(Required action): Print each of the records below, leaving every word as it is.

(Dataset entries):
use std::env;
use std::str::FromStr;

use super::types::{ConfigError, Environment, StoreBackend};

const DEFAULT_CORS_ORIGINS: &[&str] =
    &["http://localhost:5173", "http://localhost:3000", "http://localhost:8080"];

pub(super) fn env_optional(key: &str) -> Option<String> {
    env::var(key).ok().map(|value| value.trim().to_string()).filter(|value| !value.is_empty())
}

pub(super) fn env_or_default(key: &str, default: &str) -> String {
    env_optional(key).unwrap_or_else(|| default.to_string())
}

/// Reads `key` as a number, falling back to `default` when unset.
pub(super) fn env_number<T: FromStr>(key: &'static str, default: &str) -> Result<T, ConfigError> {
    let value = env_or_default(key, default);
    value.parse::<T>().map_err(|_| ConfigError::InvalidValue { field: key, value })
}

pub(super) fn parse_cors_origins(value: Option<String>) -> Result<Vec<String>, ConfigError> {
    let Some(raw) = value else {
        return Ok(default_cors_origins());
    };

    if raw.trim().is_empty() {
        return Ok(default_cors_origins());
    }

    if raw.trim_start().starts_with('[') {
        let parsed: Vec<String> =
            serde_json::from_str(&raw).map_err(|_| ConfigError::InvalidCors(raw.clone()))?;
        if parsed.is_empty() {
            return Ok(default_cors_origins());
        }
        return Ok(parsed);
    }

    let items: Vec<String> = raw
        .split(',')
        .map(|item| item.trim().to_string())
        .filter(|item| !item.is_empty())
        .collect();

    if items.is_empty() {
        return Ok(default_cors_origins());
    }

    Ok(items)
}

pub(super) fn parse_bool(value: &str) -> bool {
    matches!(value, "1" | "true" | "TRUE" | "yes" | "YES" | "on" | "ON")
}

pub(super) fn parse_environment(value: Option<String>) -> Environment {
    match value.as_deref().map(|item| item.to_lowercase()) {
        Some(ref val) if val == "production" || val == "prod" => Environment::Production,
        Some(ref val) if val == "staging" => Environment::Staging,
        Some(ref val) if val == "test" || val == "testing" => Environment::Test,
        _ => Environment::Development,
    }
}

pub(super) fn parse_store_backend(value: String) -> Result<StoreBackend, ConfigError> {
    match value.to_ascii_lowercase().as_str() {
        "postgres" | "postgresql" | "pg" => Ok(StoreBackend::Postgres),
        "memory" | "in-memory" | "inmemory" => Ok(StoreBackend::Memory),
        _ => Err(ConfigError::InvalidValue { field: "EXAM_STORE", value }),
    }
}

fn default_cors_origins() -> Vec<String> {
    DEFAULT_CORS_ORIGINS.iter().map(|item| item.to_string()).collect()
}

#[cfg(test)]
mod tests {
    use super::*;

    #[test]
    fn parse_cors_origins_json() {
        let raw = "[\"http://a\",\"http://b\"]".to_string();
        let parsed = parse_cors_origins(Some(raw)).expect("cors json");
        assert_eq!(parsed, vec!["http://a".to_string(), "http://b".to_string()]);
    }

    #[test]
    fn parse_cors_origins_csv() {
        let raw = "http://a, http://b".to_string();
        let parsed = parse_cors_origins(Some(raw)).expect("cors csv");
        assert_eq!(parsed, vec!["http://a".to_string(), "http://b".to_string()]);
    }

    #[test]
    fn parse_cors_origins_defaults_on_empty() {
        let parsed = parse_cors_origins(Some(" ".to_string())).expect("cors empty");
        assert_eq!(parsed, default_cors_origins());
    }

    #[test]
    fn parse_bool_variants() {
        assert!(parse_bool("1"));
        assert!(parse_bool("yes"));
        assert!(parse_bool("on"));
        assert!(!parse_bool("false"));
        assert!(!parse_bool("0"));
    }

    #[test]
    fn parse_environment_variants() {
        assert_eq!(parse_environment(Some("prod".to_string())), Environment::Production);
        assert_eq!(parse_environment(Some("staging".to_string())), Environment::Staging);
        assert_eq!(parse_environment(Some("testing".to_string())), Environment::Test);
        assert_eq!(parse_environment(None), Environment::Development);
    }

    #[test]
    fn parse_store_backend_accepts_aliases() {
        assert_eq!(parse_store_backend("PG".to_string()).unwrap(), StoreBackend::Postgres);
        assert_eq!(parse_store_backend("memory".to_string()).unwrap(), StoreBackend::Memory);
        assert!(matches!(
            parse_store_backend("sqlite".to_string()),
            Err(ConfigError::InvalidValue { field: "EXAM_STORE", .. })
        ));
    }
}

(Expected output):
use std::env;
use std::str::FromStr;

use super::types::{ConfigError, Environment, StoreBackend};

const DEFAULT_CORS_ORIGINS: &[&str] =
    &["http://localhost:5173", "http://localhost:3000", "http://localhost:8080"];

pub(super) fn env_optional(key: &str) -> Option<String> {
    env::var(key).ok().map(|value| value.trim().to_string()).filter(|value| !value.is_empty())
}

pub(super) fn env_or_default(key: &str, default: &str) -> String {
    env_optional(key).unwrap_or_else(|| default.to_string())
}

/// Reads `key` as a number, falling back to `default` when unset.
pub(super) fn env_number<T: FromStr>(key: &'static str, default: &str) -> Result<T, ConfigError> {
    let value = env_or_default(key, default);
    value.parse::<T>().map_err(|_| ConfigError::InvalidValue { field: key, value })
}

pub(super) fn parse_cors_origins(value: Option<String>) -> Result<Vec<String>, ConfigError> {
    let Some(raw) = value else {
        return Ok(default_cors_origins());
    };

    if raw.trim().is_empty() {
        return Ok(default_cors_origins());
    }

    if raw.trim_start().starts_with('[') {
        let parsed: Vec<String> =
            serde_json::from_str(&raw).map_err(|_| ConfigError::InvalidCors(raw.clone()))?;
        if parsed.is_empty() {
            return Ok(default_cors_origins());
        }
        return Ok(parsed);
    }

    let items: Vec<String> = raw
        .split(',')
        .map(|item| item.trim().to_string())
        .filter(|item| !item.is_empty())
        .collect();

    if items.is_empty() {
        return Ok(default_cors_origins());
    }

    Ok(items)
}

pub(super) fn parse_bool(value: &str) -> bool {
    matches!(value, "1" | "true" | "TRUE" | "yes" | "YES" | "on" | "ON")
}

pub(super) fn parse_environment(value: Option<String>) -> Environment {
    match value.as_deref().map(|item| item.to_lowercase()) {
        Some(ref val) if val == "production" || val == "prod" => Environment::Production,
        Some(ref val) if val == "staging" => Environment::Staging,
        Some(ref val) if val == "test" || val == "testing" => Environment::Test,
        _ => Environment::Development,
    }
}

pub(super) fn parse_store_backend(value: String) -> Result<StoreBackend, ConfigError> {
    match value.to_ascii_lowercase().as_str() {
        "postgres" | "postgresql" | "pg" => Ok(StoreBackend::Postgres),
        "memory" | "in-memory" | "inmemory" => Ok(StoreBackend::Memory),
        _ => Err(ConfigError::InvalidValue { field: "EXAM_STORE", value }),
    }
}

fn default_cors_origins() -> Vec<String> {
    DEFAULT_CORS_ORIGINS.iter().map(|item| item.to_string()).collect()
}

#[cfg(test)]
mod tests {
    use super::*;

    #[test]
    fn parse_cors_origins_json() {
        let raw = "[\"http://a\",\"http://b\"]".to_string();
        let parsed = parse_cors_origins(Some(raw)).expect("cors json");
        assert_eq!(parsed, vec!["http://a".to_string(), "http://b".to_string()]);
    }

    #[test]
    fn parse_cors_origins_csv() {
        let raw = "http://a, http://b".to_string();
        let parsed = parse_cors_origins(Some(raw)).expect("cors csv");
        assert_eq!(parsed, vec!["http://a".to_string(), "http://b".to_string()]);
    }

    #[test]
    fn parse_cors_origins_defaults_on_empty() {
        let parsed = parse_cors_origins(Some(" ".to_string())).expect("cors empty");
        assert_eq!(parsed, default_cors_origins());
    }

    #[test]
    fn parse_bool_variants() {
        assert!(parse_bool("1"));
        assert!(parse_bool("yes"));
        assert!(parse_bool("on"));
        assert!(!parse_bool("false"));
        assert!(!parse_bool("0"));
    }

    #[test]
    fn parse_environment_variants() {
        assert_eq!(parse_environment(Some("prod".to_string())), Environment::Production);
        assert_eq!(parse_environment(Some("staging".to_string())), Environment::Staging);
        assert_eq!(parse_environment(Some("testing".to_string())), Environment::Test);
        assert_eq!(parse_environment(None), Environment::Development);
    }

    #[test]
    fn parse_store_backend_accepts_aliases() {
        assert_eq!(parse_store_backend("PG".to_string()).unwrap(), StoreBackend::Postgres);
        assert_eq!(parse_store_backend("memory".to_string()).unwrap(), StoreBackend::Memory);
        assert!(matches!(
            parse_store_backend("sqlite".to_string()),
            Err(ConfigError::InvalidValue { field: "EXAM_STORE", .. })
        ));
    }
}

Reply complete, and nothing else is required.